*** Information given

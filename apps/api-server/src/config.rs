//! Application configuration loaded from environment variables.

use std::env;

use actix_web::http::Uri;
use std::path::PathBuf;

use inkwell_infra::JwtConfig;
#[cfg(feature = "postgres")]
use inkwell_infra::database::DatabaseConfig;

/// Largest accepted upload, in bytes.
pub const DEFAULT_UPLOAD_MAX_BYTES: usize = 5 * 1024 * 1024;

/// Application configuration.
#[derive(Debug, Clone)]
pub struct AppConfig {
    pub host: String,
    pub port: u16,
    #[cfg(feature = "postgres")]
    pub database: Option<DatabaseConfig>,
    pub jwt: JwtConfig,
    /// Directory uploaded images are written to and served from.
    pub upload_dir: PathBuf,
    pub upload_max_bytes: usize,
    /// Browser origins allowed to call the API with credentials.
    pub cors_origins: Vec<String>,
}

impl AppConfig {
    /// Load configuration from environment variables.
    pub fn from_env() -> Self {
        #[cfg(feature = "postgres")]
        let database = env::var("DATABASE_URL").ok().map(|url| DatabaseConfig {
            url,
            max_connections: parse_var("DB_MAX_CONNECTIONS").unwrap_or(100),
            min_connections: parse_var("DB_MIN_CONNECTIONS").unwrap_or(10),
        });

        Self {
            host: env::var("HOST").unwrap_or_else(|_| "127.0.0.1".to_string()),
            port: parse_var("PORT").unwrap_or(8080),
            #[cfg(feature = "postgres")]
            database,
            jwt: JwtConfig::from_env(),
            upload_dir: env::var("UPLOAD_DIR")
                .map(PathBuf::from)
                .unwrap_or_else(|_| PathBuf::from("uploads")),
            upload_max_bytes: parse_var("UPLOAD_MAX_BYTES").unwrap_or(DEFAULT_UPLOAD_MAX_BYTES),
            cors_origins: env::var("CORS_ORIGIN")
                .map(|raw| parse_origins(&raw))
                .unwrap_or_default(),
        }
    }
}

fn parse_var<T: std::str::FromStr>(key: &str) -> Option<T> {
    env::var(key).ok().and_then(|s| s.parse().ok())
}

/// Comma-separated `scheme://host[:port]` origins. Wildcards and malformed
/// entries are dropped with a warning.
fn parse_origins(raw: &str) -> Vec<String> {
    raw.split(',')
        .map(|origin| origin.trim().trim_end_matches('/'))
        .filter(|origin| !origin.is_empty())
        .filter(|origin| {
            let valid = origin
                .parse::<Uri>()
                .is_ok_and(|uri| uri.scheme().is_some() && uri.authority().is_some());
            if !valid {
                tracing::warn!(origin, "Ignoring invalid CORS_ORIGIN entry");
            }
            valid
        })
        .map(str::to_owned)
        .collect()
}

#[cfg(test)]
mod tests {
    use super::*;

    #[test]
    fn test_parse_origins_keeps_valid_entries() {
        assert_eq!(
            parse_origins(" https://blog.example.com/ ,http://localhost:3000,,*,blog.example.com"),
            vec!["https://blog.example.com", "http://localhost:3000"]
        );
        assert!(parse_origins("").is_empty());
    }
}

******

What you have to do »
Please transcribe all of the records, keeping every line exactly as it is.

Response for this exercise »
filename apps/api-server/src/config.rs
//! Application configuration loaded from environment variables.

use std::env;

use actix_web::http::Uri;
use std::path::PathBuf;

use inkwell_infra::JwtConfig;
#[cfg(feature = "postgres")]
use inkwell_infra::database::DatabaseConfig;

/// Largest accepted upload, in bytes.
pub const DEFAULT_UPLOAD_MAX_BYTES: usize = 5 * 1024 * 1024;

/// Application configuration.
#[derive(Debug, Clone)]
pub struct AppConfig {
    pub host: String,
    pub port: u16,
    #[cfg(feature = "postgres")]
    pub database: Option<DatabaseConfig>,
    pub jwt: JwtConfig,
    /// Directory uploaded images are written to and served from.
    pub upload_dir: PathBuf,
    pub upload_max_bytes: usize,
    /// Browser origins allowed to call the API with credentials.
    pub cors_origins: Vec<String>,
}

impl AppConfig {
    /// Load configuration from environment variables.
    pub fn from_env() -> Self {
        #[cfg(feature = "postgres")]
        let database = env::var("DATABASE_URL").ok().map(|url| DatabaseConfig {
            url,
            max_connections: parse_var("DB_MAX_CONNECTIONS").unwrap_or(100),
            min_connections: parse_var("DB_MIN_CONNECTIONS").unwrap_or(10),
        });

        Self {
            host: env::var("HOST").unwrap_or_else(|_| "127.0.0.1".to_string()),
            port: parse_var("PORT").unwrap_or(8080),
            #[cfg(feature = "postgres")]
            database,
            jwt: JwtConfig::from_env(),
            upload_dir: env::var("UPLOAD_DIR")
                .map(PathBuf::from)
                .unwrap_or_else(|_| PathBuf::from("uploads")),
            upload_max_bytes: parse_var("UPLOAD_MAX_BYTES").unwrap_or(DEFAULT_UPLOAD_MAX_BYTES),
            cors_origins: env::var("CORS_ORIGIN")
                .map(|raw| parse_origins(&raw))
                .unwrap_or_default(),
        }
    }
}

fn parse_var<T: std::str::FromStr>(key: &str) -> Option<T> {
    env::var(key).ok().and_then(|s| s.parse().ok())
}

/// Comma-separated `scheme://host[:port]` origins. Wildcards and malformed
/// entries are dropped with a warning.
fn parse_origins(raw: &str) -> Vec<String> {
    raw.split(',')
        .map(|origin| origin.trim().trim_end_matches('/'))
        .filter(|origin| !origin.is_empty())
        .filter(|origin| {
            let valid = origin
                .parse::<Uri>()
                .is_ok_and(|uri| uri.scheme().is_some() && uri.authority().is_some());
            if !valid {
                tracing::warn!(origin, "Ignoring invalid CORS_ORIGIN entry");
            }
            valid
        })
        .map(str::to_owned)
        .collect()
}

#[cfg(test)]
mod tests {
    use super::*;

    #[test]
    fn test_parse_origins_keeps_valid_entries() {
        assert_eq!(
            parse_origins(" https://blog.example.com/ ,http://localhost:3000,,*,blog.example.com"),
            vec!["https://blog.example.com", "http://localhost:3000"]
        );
        assert!(parse_origins("").is_empty());
    }
}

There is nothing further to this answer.